[Stored data entries]

---*---

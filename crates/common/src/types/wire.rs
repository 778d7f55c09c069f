// SDB - Snapshot Debugger
// Copyright (C) 2024 Zhuo Zhang and Wuqi Zhang
//
// This program is free software: you can redistribute it and/or modify
// it under the terms of the GNU Affero General Public License as published by
// the Free Software Foundation, either version 3 of the License, or
// (at your option) any later version.
//
// This program is distributed in the hope that it will be useful,
// but WITHOUT ANY WARRANTY; without even the implied warranty of
// MERCHANTABILITY or FITNESS FOR A PARTICULAR PURPOSE. See the
// GNU Affero General Public License for more details.
//
// You should have received a copy of the GNU Affero General Public License
// along with this program. If not, see <https://www.gnu.org/licenses/>.

//! Envelopes of the Cloud Debugger v2 REST responses.

use serde::{Deserialize, Serialize};

use super::RemoteBreakpoint;
use crate::client::BreakpointList;

/// Body of `GET debuggees/{id}/breakpoints`.
#[derive(Debug, Clone, Default, Serialize, Deserialize, PartialEq)]
#[serde(rename_all = "camelCase")]
pub struct ListBreakpointsResponse {
    /// Listed breakpoints. The service omits the field when there are none.
    #[serde(default)]
    pub breakpoints: Vec<RemoteBreakpoint>,
    /// Token to pass with the next list call
    #[serde(default, skip_serializing_if = "Option::is_none")]
    pub next_wait_token: Option<String>,
}

impl From<ListBreakpointsResponse> for BreakpointList {
    fn from(response: ListBreakpointsResponse) -> Self {
        Self { breakpoints: response.breakpoints, next_wait_token: response.next_wait_token }
    }
}

/// Body of `POST debuggees/{id}/breakpoints/set`.
#[derive(Debug, Clone, Default, Serialize, Deserialize, PartialEq)]
pub struct SetBreakpointResponse {
    /// The breakpoint as stored by the service, carrying the assigned id
    #[serde(default)]
    pub breakpoint: Option<RemoteBreakpoint>,
}

/// Body of `GET debuggees/{id}/breakpoints/{breakpointId}`.
#[derive(Debug, Clone, Default, Serialize, Deserialize, PartialEq)]
pub struct GetBreakpointResponse {
    /// The fully hydrated breakpoint
    #[serde(default)]
    pub breakpoint: Option<RemoteBreakpoint>,
}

---*---

# Task statement
Each entry above needs to be output exactly as written.

# Response for this exercise
filename crates/common/src/types/wire.rs
repository 778d7f55c09c069f
// SDB - Snapshot Debugger
// Copyright (C) 2024 Zhuo Zhang and Wuqi Zhang
//
// This program is free software: you can redistribute it and/or modify
// it under the terms of the GNU Affero General Public License as published by
// the Free Software Foundation, either version 3 of the License, or
// (at your option) any later version.
//
// This program is distributed in the hope that it will be useful,
// but WITHOUT ANY WARRANTY; without even the implied warranty of
// MERCHANTABILITY or FITNESS FOR A PARTICULAR PURPOSE. See the
// GNU Affero General Public License for more details.
//
// You should have received a copy of the GNU Affero General Public License
// along with this program. If not, see <https://www.gnu.org/licenses/>.

//! Envelopes of the Cloud Debugger v2 REST responses.

use serde::{Deserialize, Serialize};

use super::RemoteBreakpoint;
use crate::client::BreakpointList;

/// Body of `GET debuggees/{id}/breakpoints`.
#[derive(Debug, Clone, Default, Serialize, Deserialize, PartialEq)]
#[serde(rename_all = "camelCase")]
pub struct ListBreakpointsResponse {
    /// Listed breakpoints. The service omits the field when there are none.
    #[serde(default)]
    pub breakpoints: Vec<RemoteBreakpoint>,
    /// Token to pass with the next list call
    #[serde(default, skip_serializing_if = "Option::is_none")]
    pub next_wait_token: Option<String>,
}

impl From<ListBreakpointsResponse> for BreakpointList {
    fn from(response: ListBreakpointsResponse) -> Self {
        Self { breakpoints: response.breakpoints, next_wait_token: response.next_wait_token }
    }
}

/// Body of `POST debuggees/{id}/breakpoints/set`.
#[derive(Debug, Clone, Default, Serialize, Deserialize, PartialEq)]
pub struct SetBreakpointResponse {
    /// The breakpoint as stored by the service, carrying the assigned id
    #[serde(default)]
    pub breakpoint: Option<RemoteBreakpoint>,
}

/// Body of `GET debuggees/{id}/breakpoints/{breakpointId}`.
#[derive(Debug, Clone, Default, Serialize, Deserialize, PartialEq)]
pub struct GetBreakpointResponse {
    /// The fully hydrated breakpoint
    #[serde(default)]
    pub breakpoint: Option<RemoteBreakpoint>,
}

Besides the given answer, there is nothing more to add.